Moody’s Investors Service on Monday said that oil-to-telecom-to-retail conglomerate has shown improvement in pre-tax profits in the July-September quarter
Reliance Industries Ltd shares ended lower for the second straight day on Tuesday, after falling about 9% yesterday and closing at a three-month low. The stock opened at Rs 1,888; made a low of Rs 1,843.40; and a high of Rs 1,898.20 apiece, so far in the day, swinging between 1.12-2 per cent gain and loss. Analysts at Macquarie believe that RIL’s FY22 EPS will grow 20 per cent to Rs 73 per share. Macquarie’s estimate is 23 per cent below consensus, explained by its view of a slower recovery in Reliance’s refining and chemical margins, slower pace of ARPU hikes, lower retail margins as JioMart scales up, high competition in retail, higher working capital for retail, higher capex for Jio and retail, and higher minority interests. The brokerage firm has an ‘underperform’ rating to the stock.

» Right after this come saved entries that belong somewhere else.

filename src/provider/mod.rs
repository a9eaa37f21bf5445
//! The combined history suggestion provider.
//!
//! Every keystroke fans out to the visit metadata index and the full-text
//! history index on two scoped threads. Once both reads are back the metadata
//! results are re-scored above the best history result, the two lists are
//! concatenated and deduplicated, and the top destination gets a speculative
//! connection.

mod fetch;
mod merge;

use std::panic::{self, AssertUnwindSafe};
use std::sync::Arc;
use std::sync::atomic::{AtomicU64, AtomicUsize, Ordering};
use std::thread::{self, ScopedJoinHandle};

use histmerge_provider_api::{
	BackendError, ConnectionWarmer, HistoryBackend, HostFilter, MetadataBackend, ReadContext,
};
use tracing::{debug, warn};
use uuid::Uuid;

use crate::error::SuggestionError;
use crate::suggestion::{Suggestion, SuggestionSource, SuggestionTemplate};

/// Number of suggestions returned when no cap was configured.
pub const DEFAULT_COMBINED_SUGGESTION_LIMIT: usize = 5;

/// Over-fetch factor applied to the cap while a host filter discards results.
pub const RESULTS_TO_FILTER_SCALE_FACTOR: usize = 10;

/// Suggestions produced for one query, tagged with the query's generation.
#[derive(Debug, Clone, PartialEq)]
pub struct QueryResult {
	generation: u64,
	suggestions: Vec<Suggestion>,
}

impl QueryResult {
	/// Generation of the query that produced these suggestions.
	///
	/// Compare against [`CombinedHistoryProvider::is_latest`] to drop results
	/// of queries that were superseded while they ran.
	#[must_use]
	pub fn generation(&self) -> u64 {
		self.generation
	}

	#[must_use]
	pub fn suggestions(&self) -> &[Suggestion] {
		&self.suggestions
	}

	#[must_use]
	pub fn into_suggestions(self) -> Vec<Suggestion> {
		self.suggestions
	}

	#[must_use]
	pub fn is_empty(&self) -> bool {
		self.suggestions.is_empty()
	}

	#[must_use]
	pub fn len(&self) -> usize {
		self.suggestions.len()
	}
}

/// Merges visit metadata and full-text history into one ranked list.
///
/// Metadata suggestions come first, followed by history suggestions, up to
/// [`max_suggestions`](Self::max_suggestions) entries without duplicates.
/// The provider may be shared across threads: a new query can start while an
/// older one is still waiting on its backends.
pub struct CombinedHistoryProvider {
	history: Arc<HistoryBackend>,
	metadata: Arc<MetadataBackend>,
	warmer: Option<Arc<dyn ConnectionWarmer>>,
	max_suggestions: AtomicUsize,
	host_filter: Option<HostFilter>,
	template: SuggestionTemplate,
	latest_generation: AtomicU64,
}

impl CombinedHistoryProvider {
	/// Start configuring a provider over the two backends.
	#[must_use]
	pub fn builder(
		history: Arc<HistoryBackend>,
		metadata: Arc<MetadataBackend>,
	) -> CombinedHistoryProviderBuilder {
		CombinedHistoryProviderBuilder::new(history, metadata)
	}

	/// Identifier stamped onto every suggestion from this provider.
	#[must_use]
	pub fn id(&self) -> Uuid {
		self.template.provider_id
	}

	/// Header shown above this provider's suggestions, if any.
	#[must_use]
	pub fn group_title(&self) -> Option<&str> {
		self.template.group_label.as_deref()
	}

	/// Whether the UI may edit suggestions before navigating.
	#[must_use]
	pub fn editable(&self) -> bool {
		self.template.editable
	}

	#[must_use]
	pub fn host_filter(&self) -> Option<&HostFilter> {
		self.host_filter.as_ref()
	}

	/// Get the maximum number of suggestions that will be provided.
	#[must_use]
	pub fn max_suggestions(&self) -> usize {
		self.max_suggestions.load(Ordering::Relaxed)
	}

	/// Set the maximum number of suggestions. Zero is ignored.
	///
	/// Queries already running keep the cap they started with.
	pub fn set_max_suggestions(&self, max: usize) {
		if max == 0 {
			debug!("ignoring a suggestion cap of zero");
			return;
		}

		self.max_suggestions.store(max, Ordering::Relaxed);
	}

	/// Reset the maximum number of suggestions to
	/// [`DEFAULT_COMBINED_SUGGESTION_LIMIT`].
	pub fn reset_max_suggestions(&self) {
		self.max_suggestions
			.store(DEFAULT_COMBINED_SUGGESTION_LIMIT, Ordering::Relaxed);
	}

	/// Whether `generation` belongs to the most recently started query.
	#[must_use]
	pub fn is_latest(&self, generation: u64) -> bool {
		self.latest_generation.load(Ordering::Acquire) == generation
	}

	/// Produce suggestions for the text currently in the address bar.
	///
	/// Outstanding reads of earlier queries are asked to cancel first. Blank
	/// input yields no suggestions without touching either backend. A failure
	/// of either backend fails the whole request; no partial list is returned.
	pub fn on_query_changed(&self, text: &str) -> Result<QueryResult, SuggestionError> {
		let generation = self.latest_generation.fetch_add(1, Ordering::AcqRel) + 1;
		self.history.cancel_reads(text);
		self.metadata.cancel_reads(text);

		if text.trim().is_empty() {
			return Ok(QueryResult {
				generation,
				suggestions: Vec::new(),
			});
		}

		let limit = self.max_suggestions();
		let context = ReadContext::new(text, generation, &self.latest_generation);
		let filter = self.host_filter.as_ref();
		let template = &self.template;
		let history_backend = self.history.as_ref();
		let metadata_backend = self.metadata.as_ref();

		let (metadata, history) = thread::scope(|scope| {
			let metadata = scope.spawn(|| {
				fetch::metadata_suggestions(metadata_backend, &context, limit, filter, template)
			});
			let history = scope.spawn(|| {
				fetch::history_suggestions(history_backend, &context, limit, filter, template)
			});
			(
				joined(metadata, SuggestionSource::Metadata),
				joined(history, SuggestionSource::History),
			)
		});
		let metadata = metadata?;
		let history = history?;

		let metadata_count = metadata.len();
		let history_count = history.len();
		let suggestions = merge::combine(metadata, history, limit);

		if let Some(top) = suggestions.first() {
			self.prewarm(top.destination_url());
		}

		debug!(
			generation,
			limit,
			metadata = metadata_count,
			history = history_count,
			returned = suggestions.len(),
			"combined history suggestions"
		);

		Ok(QueryResult {
			generation,
			suggestions,
		})
	}

	fn prewarm(&self, url: &str) {
		let Some(warmer) = &self.warmer else {
			return;
		};
		match panic::catch_unwind(AssertUnwindSafe(|| warmer.prewarm_connection(url))) {
			Ok(Ok(())) => {}
			Ok(Err(err)) => debug!(url, error = %err, "connection pre-warm failed"),
			Err(_) => warn!(url, "connection pre-warm panicked"),
		}
	}
}

impl std::fmt::Debug for CombinedHistoryProvider {
	fn fmt(&self, f: &mut std::fmt::Formatter<'_>) -> std::fmt::Result {
		f.debug_struct("CombinedHistoryProvider")
			.field("id", &self.id())
			.field("max_suggestions", &self.max_suggestions())
			.field("host_filter", &self.host_filter)
			.field("group_title", &self.group_title())
			.field("editable", &self.editable())
			.finish_non_exhaustive()
	}
}

fn joined(
	handle: ScopedJoinHandle<'_, Result<Vec<Suggestion>, BackendError>>,
	backend: SuggestionSource,
) -> Result<Vec<Suggestion>, SuggestionError> {
	match handle.join() {
		Ok(result) => result.map_err(|source| SuggestionError::Backend { backend, source }),
		Err(_) => Err(SuggestionError::FetchPanicked { backend }),
	}
}

/// Builder for [`CombinedHistoryProvider`].
pub struct CombinedHistoryProviderBuilder {
	history: Arc<HistoryBackend>,
	metadata: Arc<MetadataBackend>,
	warmer: Option<Arc<dyn ConnectionWarmer>>,
	max_suggestions: usize,
	editable: bool,
	group_label: Option<String>,
	host_filter: Option<HostFilter>,
}

impl CombinedHistoryProviderBuilder {
	fn new(history: Arc<HistoryBackend>, metadata: Arc<MetadataBackend>) -> Self {
		Self {
			history,
			metadata,
			warmer: None,
			max_suggestions: DEFAULT_COMBINED_SUGGESTION_LIMIT,
			editable: true,
			group_label: None,
			host_filter: None,
		}
	}

	/// Pre-warm a connection to the top suggestion of every query.
	#[must_use]
	pub fn with_warmer(mut self, warmer: Arc<dyn ConnectionWarmer>) -> Self {
		self.warmer = Some(warmer);
		self
	}

	/// Cap the number of returned suggestions. Zero keeps the current cap.
	#[must_use]
	pub fn with_max_suggestions(mut self, max: usize) -> Self {
		if max > 0 {
			self.max_suggestions = max;
		}
		self
	}

	#[must_use]
	pub fn with_editable(mut self, editable: bool) -> Self {
		self.editable = editable;
		self
	}

	#[must_use]
	pub fn with_group_label(mut self, label: Option<String>) -> Self {
		self.group_label = label;
		self
	}

	/// Only suggest destinations on the filter's site.
	#[must_use]
	pub fn with_host_filter(mut self, filter: Option<HostFilter>) -> Self {
		self.host_filter = filter;
		self
	}

	#[must_use]
	pub fn build(self) -> CombinedHistoryProvider {
		CombinedHistoryProvider {
			history: self.history,
			metadata: self.metadata,
			warmer: self.warmer,
			max_suggestions: AtomicUsize::new(self.max_suggestions),
			host_filter: self.host_filter,
			template: SuggestionTemplate {
				provider_id: Uuid::new_v4(),
				editable: self.editable,
				group_label: self.group_label,
			},
			latest_generation: AtomicU64::new(0),
		}
	}
}

#[cfg(test)]
mod tests;
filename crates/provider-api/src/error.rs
use thiserror::Error;

/// Errors reported by history backends and connection warmers.
#[derive(Debug, Clone, Error, PartialEq, Eq)]
pub enum BackendError {
    /// The underlying storage could not serve the read.
    #[error("storage unavailable: {reason}")]
    Unavailable { reason: String },

    /// The read was abandoned because a newer query superseded it.
    #[error("read for '{query}' was cancelled")]
    Cancelled { query: String },

    /// A speculative connection could not be opened.
    #[error("connection to {url} failed: {reason}")]
    Connection { url: String, reason: String },
}

impl BackendError {
    /// Convenience constructor for [`BackendError::Unavailable`].
    pub fn unavailable(reason: impl Into<String>) -> Self {
        Self::Unavailable {
            reason: reason.into(),
        }
    }

    /// Whether the error only signals that the read was superseded.
    #[must_use]
    pub fn is_cancelled(&self) -> bool {
        matches!(self, Self::Cancelled { .. })
    }
}

/// Errors raised while building a [`HostFilter`](crate::HostFilter).
#[derive(Debug, Error, PartialEq, Eq)]
pub enum HostFilterError {
    /// The filter is not an absolute URL.
    #[error("'{input}' is not a valid url: {source}")]
    InvalidUrl {
        input: String,
        #[source]
        source: url::ParseError,
    },

    /// The URL parsed but has nothing to compare hosts against.
    #[error("'{input}' has no host")]
    MissingHost { input: String },
}
use super::ResolvedConfig;

pub(super) fn print_summary(config: &ResolvedConfig) {
	print!("{}", format_summary(config));
}

fn format_summary(config: &ResolvedConfig) -> String {
	let mut out = String::from("Effective configuration:\n");
	out.push_str(&format!("  Snapshot: {}\n", config.snapshot.display()));
	out.push_str(&format!("  Suggestion limit: {}\n", config.limit));
	out.push_str(&format!(
		"  Host filter: {}\n",
		config.host_filter.as_deref().unwrap_or("(any site)")
	));
	out.push_str(&format!(
		"  Header: {}\n",
		config.header.as_deref().unwrap_or("(none)")
	));
	out.push_str(&format!("  Editable: {}\n", bool_to_word(config.editable)));
	out
}

fn bool_to_word(value: bool) -> &'static str {
	if value { "yes" } else { "no" }
}
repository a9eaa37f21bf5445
use histmerge::api::HostFilter;

use super::{ConfigError, ConfigSources, ResolvedConfig};

pub(super) fn validate(
	config: &ResolvedConfig,
	sources: &ConfigSources,
) -> Result<(), ConfigError> {
	if config.limit == 0 {
		return Err(ConfigError::zero_limit(sources.source_for_limit()));
	}

	if let Some(filter) = &config.host_filter
		&& let Err(err) = HostFilter::parse(filter)
	{
		return Err(ConfigError::host_filter(
			filter,
			sources.source_for_host_filter(),
			&err,
		));
	}

	Ok(())
}
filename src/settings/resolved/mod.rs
use std::path::PathBuf;

mod errors;
mod sources;
mod summary;
mod validation;

pub(crate) use errors::ConfigError;
pub(crate) use sources::{ConfigSources, SettingSource};

/// Application-ready configuration derived from user input, config files and
/// sensible defaults.
#[derive(Debug, Clone)]
pub struct ResolvedConfig {
	pub snapshot: PathBuf,
	pub limit: usize,
	pub host_filter: Option<String>,
	pub header: Option<String>,
	pub editable: bool,
}

impl ResolvedConfig {
	pub(super) fn validate(&self, sources: &ConfigSources) -> Result<(), ConfigError> {
		validation::validate(self, sources)
	}

	/// Print a human readable summary of the effective configuration.
	pub fn print_summary(&self) {
		summary::print_summary(self);
	}
}
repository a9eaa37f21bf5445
mod args;
mod output;

pub(crate) use args::{CliArgs, OutputFormat, parse_cli};
pub(crate) use output::{print_json, print_plain};
use anyhow::{Error, Result};
use serde::Deserialize;
use std::env;

use crate::cli::CliArgs;

use super::resolved::{ConfigSources, ResolvedConfig, SettingSource};

mod data;
mod suggestions;

use data::DataSection;
use suggestions::SuggestionsSection;

/// Mirror of the configuration file representation before CLI overrides and
/// validation are applied.
#[derive(Debug, Clone, Default, Deserialize)]
#[serde(default)]
pub(super) struct RawConfig {
    suggestions: SuggestionsSection,
    data: DataSection,
}

impl RawConfig {
    /// Apply CLI overrides on top of the raw configuration values.
    pub(super) fn apply_cli_overrides(&mut self, cli: &CliArgs) {
        self.suggestions.apply_cli_overrides(cli);
        self.data.apply_cli_overrides(cli);
    }

    /// Convert the raw configuration into a [`ResolvedConfig`], validating and
    /// filling defaults where required.
    pub(super) fn resolve(self, cli: &CliArgs) -> Result<ResolvedConfig> {
        let sources = ConfigSources {
            limit: detect_source(
                cli.limit.is_some(),
                self.suggestions.limit.is_some(),
                "HISTMERGE__SUGGESTIONS__LIMIT",
                "--limit",
                "suggestions.limit",
            ),
            host_filter: detect_source(
                cli.host_filter.is_some(),
                self.suggestions.host_filter.is_some(),
                "HISTMERGE__SUGGESTIONS__HOST_FILTER",
                "--host",
                "suggestions.host_filter",
            ),
        };

        let snapshot = self.data.resolve()?;
        let suggestions = self.suggestions.finalize();

        let config = ResolvedConfig {
            snapshot,
            limit: suggestions.limit,
            host_filter: suggestions.host_filter,
            header: suggestions.header,
            editable: suggestions.editable,
        };

        config.validate(&sources).map_err(Error::new)?;

        Ok(config)
    }
}

fn detect_source(
    cli_present: bool,
    value_present: bool,
    env_var: &'static str,
    cli_flag: &'static str,
    key: &'static str,
) -> Option<SettingSource> {
    if !value_present {
        return None;
    }

    if cli_present {
        return Some(SettingSource::CliFlag(cli_flag));
    }

    if env::var_os(env_var).is_some() {
        return Some(SettingSource::Environment(env_var));
    }

    Some(SettingSource::ConfigKey(key))
}

#[cfg(test)]
mod tests;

RIL shares ended 1.48 per cent down at Rs 1,849.45 apiece on BSE, as compared to a 1.27 per cent rise in S&P BSE Sensex. RIL stock has fallen 20.85 per cent from its 52-week high of Rs 2,368.80 apiece. In the previous session, RIL lost a massive Rs 1.2 lakh crore market capitalisation, which was more than its revenue for the three months ended September 2020. The fall in the shares was triggered by a decline in oil prices and weak July-September quarter earnings.
Moody’s Investors Service on Monday said that oil-to-telecom-to-retail conglomerate has shown improvement in pre-tax profits in the July-September quarter as the Indian economy rebounded and the company’s asset monetisation strengthened its balance sheet. It also believes that the company’s earnings will gradually recover to pre-pandemic levels as RIL’s credit metrics will remain strongly positioned for its Baa2 rating because of its zero net debt status on a reported basis.
What technical charts say
Shrikant Chouhan, Executive Vice President (Equity Technical Research) at Kotak Securities, said that Reliance Industries Ltd is in a corrective pattern that should end at 1810/1790 levels. These levels were last seen in July 2020. Chouhan said that in the last leg of the corrective pattern, the stock falls rapidly. A similar sort of correction has been witnessed. Investors are advised to buy RIL shares with a final stop loss at Rs 1,750 apiece. “For medium-term investors it would be an opportunity to accumulate between 1850 and 1650 as the risk-reward ratio to fair price consensus price target (2300/2400) is quite decent,” Shrikant Chouhan added.
Research and brokerage firm JM Financial has reiterated its ‘buy’ rating to RIL stock along with key risks such as limited ARPU hike, challenges in the monetisation of digital opportunities and new commerce business, and continued weak downstream margins.